In the 24 hour image, click the zero hour background layer and change the opacity to 50%Holding the control button, click both the zero hour background and line layers and click edit and free transform to free transform the layers Using free transformation, align the zero hour background and line images to the 24 hour background image so that the area migration lines are positioned correctly in the 24 hour image. When the line layer has been successfully overlaid, right click to delete the zero hour background layer. The remaining line layer can be used to determine the number of cells that migrated into the scratch area over 24 hours.
Then save the new migration image as both a Photoshop and a TIFF or JPEG file. To quantify the number of migrating cells, open the migration image and a program that accepts TIFF or JPEG files and manually count the number of cells located in between and touching the two red lines for both images for each well. Then record the number of migrating cells per image.
To determine the area of migration, open the 24 hour image that contains the lines of migration in the imaging software and save the image as migration area image. After saving, click the background layer and right click to delete the layer. Use the brush tool to fill in the area between the scratch lines, with the same color that was used for the lines and click image, mode, and gray scale to change the image to black and white.
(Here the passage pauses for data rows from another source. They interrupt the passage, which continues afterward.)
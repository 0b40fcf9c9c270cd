//! Server-Konfiguration
//!
//! Wird beim Start aus einer TOML-Datei geladen und danach durch
//! Umgebungsvariablen ueberschrieben. Bis auf das Token-Secret haben
//! alle Felder sinnvolle Standardwerte.

use std::time::Duration;

use anyhow::{bail, Context};
use serde::{Deserialize, Serialize};
use torwache_auth::{AuthKonfig, HashParameter, RateLimitKonfig};
use torwache_db::DatabaseConfig;

/// Laengstes erlaubtes Rate-Limit-Fenster (ein Tag)
pub const MAX_FENSTER_SECS: u64 = 24 * 60 * 60;
/// Laengste erlaubte Token-Gueltigkeit (ein Jahr)
pub const MAX_GUELTIGKEIT_SECS: u64 = 365 * 24 * 60 * 60;
/// Laengste erlaubte Periode der Sperrlisten-Bereinigung (ein Tag)
pub const MAX_BEREINIGUNG_SECS: u64 = 24 * 60 * 60;

/// Vollstaendige Server-Konfiguration
#[derive(Debug, Clone, Default, Serialize, Deserialize)]
#[serde(default)]
pub struct ServerConfig {
    /// Netzwerk-Einstellungen
    pub netzwerk: NetzwerkEinstellungen,
    /// Datenbank-Einstellungen
    pub datenbank: DatenbankEinstellungen,
    /// Session-Token-Einstellungen
    pub token: TokenEinstellungen,
    /// Rate Limiting fuer Login-Versuche
    pub rate_limit: RateLimitEinstellungen,
    /// Argon2id-Kostenparameter
    pub passwort_hash: HashParameter,
    /// Logging-Einstellungen
    pub logging: LoggingEinstellungen,
}

/// Netzwerk-Einstellungen
#[derive(Debug, Clone, Serialize, Deserialize)]
#[serde(default)]
pub struct NetzwerkEinstellungen {
    pub bind_adresse: String,
    /// Port fuer den Auth-Service
    pub auth_port: u16,
    /// Port fuer den User-Service
    pub user_port: u16,
}

impl Default for NetzwerkEinstellungen {
    fn default() -> Self {
        Self {
            bind_adresse: "0.0.0.0".into(),
            auth_port: 50051,
            user_port: 50052,
        }
    }
}

/// Datenbank-Einstellungen
#[derive(Debug, Clone, Serialize, Deserialize)]
#[serde(default)]
pub struct DatenbankEinstellungen {
    /// Verbindungs-URL
    pub url: String,
    /// Maximale Verbindungspool-Groesse
    pub max_verbindungen: u32,
    /// WAL-Modus aktivieren
    pub wal: bool,
    /// Zeitlimit pro Speicherzugriff in Millisekunden
    pub zeitlimit_ms: u64,
}

impl Default for DatenbankEinstellungen {
    fn default() -> Self {
        Self {
            url: "sqlite://torwache.db".into(),
            max_verbindungen: 5,
            wal: true,
            zeitlimit_ms: 5_000,
        }
    }
}

/// Session-Token-Einstellungen
#[derive(Debug, Clone, Serialize, Deserialize)]
#[serde(default)]
pub struct TokenEinstellungen {
    /// HMAC-Secret; muss gesetzt sein
    pub secret: String,
    /// Gueltigkeit eines Tokens in Sekunden
    pub gueltigkeit_secs: u64,
    /// Abstand zwischen zwei Bereinigungen der Sperrliste in Sekunden
    pub bereinigung_secs: u64,
}

impl Default for TokenEinstellungen {
    fn default() -> Self {
        Self {
            secret: String::new(),
            gueltigkeit_secs: 24 * 60 * 60,
            bereinigung_secs: 60 * 60,
        }
    }
}

/// Rate Limiting fuer Login-Versuche
#[derive(Debug, Clone, Serialize, Deserialize)]
#[serde(default)]
pub struct RateLimitEinstellungen {
    /// Erlaubte Versuche pro Fenster und E-Mail
    pub max_versuche: u32,
    /// Fensterlaenge in Sekunden
    pub fenster_secs: u64,
}

impl Default for RateLimitEinstellungen {
    fn default() -> Self {
        Self {
            max_versuche: 5,
            fenster_secs: 60,
        }
    }
}

/// Logging-Einstellungen
#[derive(Debug, Clone, Serialize, Deserialize)]
#[serde(default)]
pub struct LoggingEinstellungen {
    /// Log-Level: "trace", "debug", "info", "warn", "error"
    pub level: String,
    /// Format: "json" oder "text"
    pub format: String,
}

impl Default for LoggingEinstellungen {
    fn default() -> Self {
        Self {
            level: "info".into(),
            format: "text".into(),
        }
    }
}

impl ServerConfig {
    /// Laedt die Konfiguration aus einer TOML-Datei und wendet die
    /// Umgebungsvariablen an.
    ///
    /// Fehlt die Datei, wird mit den Standardwerten weitergemacht; der
    /// zweite Wert ist dann `true`. Laeuft vor dem Logging, die Warnung
    /// gibt deshalb der Aufrufer aus.
    pub fn laden(pfad: &str) -> anyhow::Result<(Self, bool)> {
        Self::laden_mit(pfad, |name| std::env::var(name).ok())
    }

    fn laden_mit(
        pfad: &str,
        lesen: impl Fn(&str) -> Option<String>,
    ) -> anyhow::Result<(Self, bool)> {
        let (mut config, standardwerte): (Self, bool) = match std::fs::read_to_string(pfad) {
            Ok(inhalt) => (
                toml::from_str(&inhalt)
                    .map_err(|e| anyhow::anyhow!("Konfigurationsfehler in '{pfad}': {e}"))?,
                false,
            ),
            Err(e) if e.kind() == std::io::ErrorKind::NotFound => (Self::default(), true),
            Err(e) => {
                return Err(anyhow::anyhow!(
                    "Konfigurationsdatei '{pfad}' nicht lesbar: {e}"
                ))
            }
        };

        config.umgebung_anwenden(lesen)?;
        Ok((config, standardwerte))
    }

    /// Ueberschreibt Werte aus Umgebungsvariablen
    ///
    /// `lesen` liefert den Wert einer Variable oder `None`.
    pub fn umgebung_anwenden(
        &mut self,
        lesen: impl Fn(&str) -> Option<String>,
    ) -> anyhow::Result<()> {
        if let Some(secret) = lesen("TORWACHE_JWT_SECRET") {
            self.token.secret = secret;
        }
        if let Some(wert) = lesen("TORWACHE_JWT_EXPIRY_SECS") {
            self.token.gueltigkeit_secs = wert
                .trim()
                .parse()
                .with_context(|| format!("TORWACHE_JWT_EXPIRY_SECS ungueltig: '{wert}'"))?;
        }
        if let Some(wert) = lesen("TORWACHE_RATE_LIMIT_WINDOW_SECS") {
            self.rate_limit.fenster_secs = wert
                .trim()
                .parse()
                .with_context(|| format!("TORWACHE_RATE_LIMIT_WINDOW_SECS ungueltig: '{wert}'"))?;
        }
        if let Some(url) = lesen("TORWACHE_DATABASE_URL") {
            self.datenbank.url = url;
        }
        Ok(())
    }

    /// Lehnt Konfigurationen ab, mit denen der Server nicht sicher laeuft
    pub fn validieren(&self) -> anyhow::Result<()> {
        if self.token.secret.trim().is_empty() {
            bail!("Token-Secret fehlt (token.secret oder TORWACHE_JWT_SECRET)");
        }
        if !(1..=MAX_FENSTER_SECS).contains(&self.rate_limit.fenster_secs) {
            bail!("rate_limit.fenster_secs muss zwischen 1 und {MAX_FENSTER_SECS} liegen");
        }
        if self.token.gueltigkeit_secs > MAX_GUELTIGKEIT_SECS {
            bail!("token.gueltigkeit_secs darf hoechstens {MAX_GUELTIGKEIT_SECS} sein");
        }
        if self.rate_limit.max_versuche == 0 {
            bail!("rate_limit.max_versuche muss groesser als 0 sein");
        }
        if !(1..=MAX_BEREINIGUNG_SECS).contains(&self.token.bereinigung_secs) {
            bail!("token.bereinigung_secs muss zwischen 1 und {MAX_BEREINIGUNG_SECS} liegen");
        }
        if self.datenbank.zeitlimit_ms == 0 {
            bail!("datenbank.zeitlimit_ms muss groesser als 0 sein");
        }
        Ok(())
    }

    pub fn datenbank_config(&self) -> DatabaseConfig {
        DatabaseConfig {
            url: self.datenbank.url.clone(),
            max_verbindungen: self.datenbank.max_verbindungen,
            sqlite_wal: self.datenbank.wal,
        }
    }

    pub fn speicher_zeitlimit(&self) -> Duration {
        Duration::from_millis(self.datenbank.zeitlimit_ms)
    }

    pub fn auth_konfig(&self) -> AuthKonfig {
        AuthKonfig {
            token_secret: self.token.secret.clone(),
            token_gueltigkeit: Duration::from_secs(self.token.gueltigkeit_secs),
            speicher_zeitlimit: self.speicher_zeitlimit(),
            hash_parameter: self.passwort_hash,
        }
    }

    pub fn rate_limit_konfig(&self) -> RateLimitKonfig {
        RateLimitKonfig {
            max_versuche: self.rate_limit.max_versuche,
            fenster: Duration::from_secs(self.rate_limit.fenster_secs),
        }
    }

    /// Bind-Adresse fuer den Auth-Service
    pub fn auth_bind_adresse(&self) -> String {
        format!("{}:{}", self.netzwerk.bind_adresse, self.netzwerk.auth_port)
    }

    /// Bind-Adresse fuer den User-Service
    pub fn user_bind_adresse(&self) -> String {
        format!("{}:{}", self.netzwerk.bind_adresse, self.netzwerk.user_port)
    }
}

#[cfg(test)]
mod tests {
    use super::*;
    use std::collections::HashMap;
    use uuid::Uuid;

    fn umgebung(paare: &[(&str, &str)]) -> impl Fn(&str) -> Option<String> {
        let map: HashMap<String, String> = paare
            .iter()
            .map(|(k, v)| (k.to_string(), v.to_string()))
            .collect();
        move |name| map.get(name).cloned()
    }

    #[test]
    fn standardwerte() {
        let cfg = ServerConfig::default();
        assert_eq!(cfg.datenbank.url, "sqlite://torwache.db");
        assert_eq!(cfg.datenbank.zeitlimit_ms, 5000);
        assert_eq!(cfg.token.gueltigkeit_secs, 86400);
        assert_eq!(cfg.rate_limit.max_versuche, 5);
        assert_eq!(cfg.rate_limit.fenster_secs, 60);
        assert_eq!(cfg.logging.level, "info");
        assert_eq!(cfg.passwort_hash, HashParameter::default());
    }

    #[test]
    fn standard_ohne_secret_ist_ungueltig() {
        let err = ServerConfig::default().validieren().unwrap_err();
        assert!(err.to_string().contains("Token-Secret"));
    }

    #[test]
    fn bind_adressen() {
        let cfg = ServerConfig::default();
        assert_eq!(cfg.auth_bind_adresse(), "0.0.0.0:50051");
        assert_eq!(cfg.user_bind_adresse(), "0.0.0.0:50052");
    }

    #[test]
    fn config_aus_toml_string() {
        let toml = r#"
            [token]
            secret = "geheim"
            gueltigkeit_secs = 600

            [rate_limit]
            max_versuche = 3

            [passwort_hash]
            speicher_kib = 8192
        "#;
        let cfg: ServerConfig = toml::from_str(toml).unwrap();
        assert_eq!(cfg.token.secret, "geheim");
        assert_eq!(cfg.token.gueltigkeit_secs, 600);
        assert_eq!(cfg.rate_limit.max_versuche, 3);
        // Nicht angegebene Felder behalten Standardwerte
        assert_eq!(cfg.rate_limit.fenster_secs, 60);
        assert_eq!(cfg.passwort_hash.speicher_kib, 8192);
        assert_eq!(cfg.passwort_hash.iterationen, 2);
        assert!(cfg.validieren().is_ok());
    }

    #[test]
    fn umgebung_ueberschreibt_datei() {
        let mut cfg: ServerConfig = toml::from_str(
            r#"
            [token]
            secret = "aus-datei"
        "#,
        )
        .unwrap();

        cfg.umgebung_anwenden(umgebung(&[
            ("TORWACHE_JWT_SECRET", "aus-umgebung"),
            ("TORWACHE_JWT_EXPIRY_SECS", "120"),
            ("TORWACHE_RATE_LIMIT_WINDOW_SECS", " 30 "),
            ("TORWACHE_DATABASE_URL", "sqlite://andere.db"),
        ]))
        .unwrap();

        assert_eq!(cfg.token.secret, "aus-umgebung");
        assert_eq!(cfg.token.gueltigkeit_secs, 120);
        assert_eq!(cfg.rate_limit.fenster_secs, 30);
        assert_eq!(cfg.datenbank.url, "sqlite://andere.db");
    }

    #[test]
    fn ungueltige_umgebungswerte() {
        let mut cfg = ServerConfig::default();
        let err = cfg
            .umgebung_anwenden(umgebung(&[("TORWACHE_JWT_EXPIRY_SECS", "24h")]))
            .unwrap_err();
        assert!(err.to_string().contains("TORWACHE_JWT_EXPIRY_SECS"));
    }

    #[test]
    fn null_fenster_und_null_versuche_abgelehnt() {
        let mut cfg = ServerConfig::default();
        cfg.token.secret = "geheim".into();
        assert!(cfg.validieren().is_ok());

        cfg.rate_limit.fenster_secs = 0;
        assert!(cfg.validieren().is_err());

        cfg.rate_limit.fenster_secs = 60;
        cfg.rate_limit.max_versuche = 0;
        assert!(cfg.validieren().is_err());
    }

    #[test]
    fn zu_grosse_zeitraeume_abgelehnt() {
        let mut cfg = ServerConfig::default();
        cfg.token.secret = "geheim".into();

        cfg.rate_limit.fenster_secs = MAX_FENSTER_SECS;
        assert!(cfg.validieren().is_ok());
        cfg.rate_limit.fenster_secs = u64::MAX;
        let err = cfg.validieren().unwrap_err();
        assert!(err.to_string().contains("rate_limit.fenster_secs"));

        cfg.rate_limit.fenster_secs = 60;
        cfg.token.gueltigkeit_secs = u64::MAX;
        let err = cfg.validieren().unwrap_err();
        assert!(err.to_string().contains("token.gueltigkeit_secs"));

        cfg.token.gueltigkeit_secs = 86400;
        cfg.token.bereinigung_secs = u64::MAX;
        assert!(cfg.validieren().is_err());
    }

    #[test]
    fn fehlende_datei_liefert_standardwerte() {
        let pfad = std::env::temp_dir().join(format!("torwache-fehlt-{}.toml", Uuid::new_v4()));
        let (cfg, standardwerte) =
            ServerConfig::laden_mit(pfad.to_str().unwrap(), umgebung(&[])).unwrap();
        assert!(standardwerte);
        assert_eq!(cfg.rate_limit.max_versuche, 5);
    }

    #[test]
    fn vorhandene_datei_wird_gelesen() {
        let pfad = std::env::temp_dir().join(format!("torwache-cfg-{}.toml", Uuid::new_v4()));
        std::fs::write(&pfad, "[token]\nsecret = \"aus-datei\"\n").unwrap();

        let ergebnis = ServerConfig::laden_mit(
            pfad.to_str().unwrap(),
            umgebung(&[("TORWACHE_JWT_EXPIRY_SECS", "90")]),
        );
        std::fs::remove_file(&pfad).ok();

        let (cfg, standardwerte) = ergebnis.unwrap();
        assert!(!standardwerte);
        assert_eq!(cfg.token.secret, "aus-datei");
        assert_eq!(cfg.token.gueltigkeit_secs, 90);
    }

    #[test]
    fn abgeleitete_konfigurationen() {
        let mut cfg = ServerConfig::default();
        cfg.token.secret = "geheim".into();
        cfg.datenbank.zeitlimit_ms = 1500;

        let auth = cfg.auth_konfig();
        assert_eq!(auth.token_secret, "geheim");
        assert_eq!(auth.speicher_zeitlimit, Duration::from_millis(1500));
        assert_eq!(auth.token_gueltigkeit, Duration::from_secs(86400));

        let limit = cfg.rate_limit_konfig();
        assert_eq!(limit.max_versuche, 5);
        assert_eq!(limit.fenster, Duration::from_secs(60));

        assert!(cfg.datenbank_config().sqlite_wal);
    }
}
Save the image and open the migration area image and an appropriate image analysis software program. Click edit, and invert. To determine the area of the line of migration, click image, adjust, and threshold.
The black migration area will turn red and the percent area will be indicated in the threshold box. Then record the percent area for the line of migration and confirm that this value is paired with the number of migrating cells for the same image. In this analysis, 46 fibroblasts from non-diabetic hearts and 129 fibroblasts from diabetic hearts migrated during the 24 hour experimental time period.
Measurement of the migration area as demonstrated, revealed that the non-diabetic scratch area made up 24.78%of the total area measured, while the diabetic migration scratch area made up 16.77%of the total area measured. Normalizing to the area of migration provides a better and more rigorous assessment of cell migration and negates potential human error. For example, if only the number of migrated fibroblasts are compared, it would appear in this analysis that the number of cells that migrated in this well was twice that of the migrated cells in the second well.
When the area of the scratch was used to normalize the data, however, the ratio of the fibroblasts to the migration area was observed to be nearly the same in both wells. Be sure to recapture the area of migration in the 24 hour image, as you captured in the zero hour image. Following this procedure, immunohistochemistry can be conducted to examine protein expression within the cells.
We believe this newer approach to the scratch migration assay will allow for more avenues of scientific research to open up that previously were not available.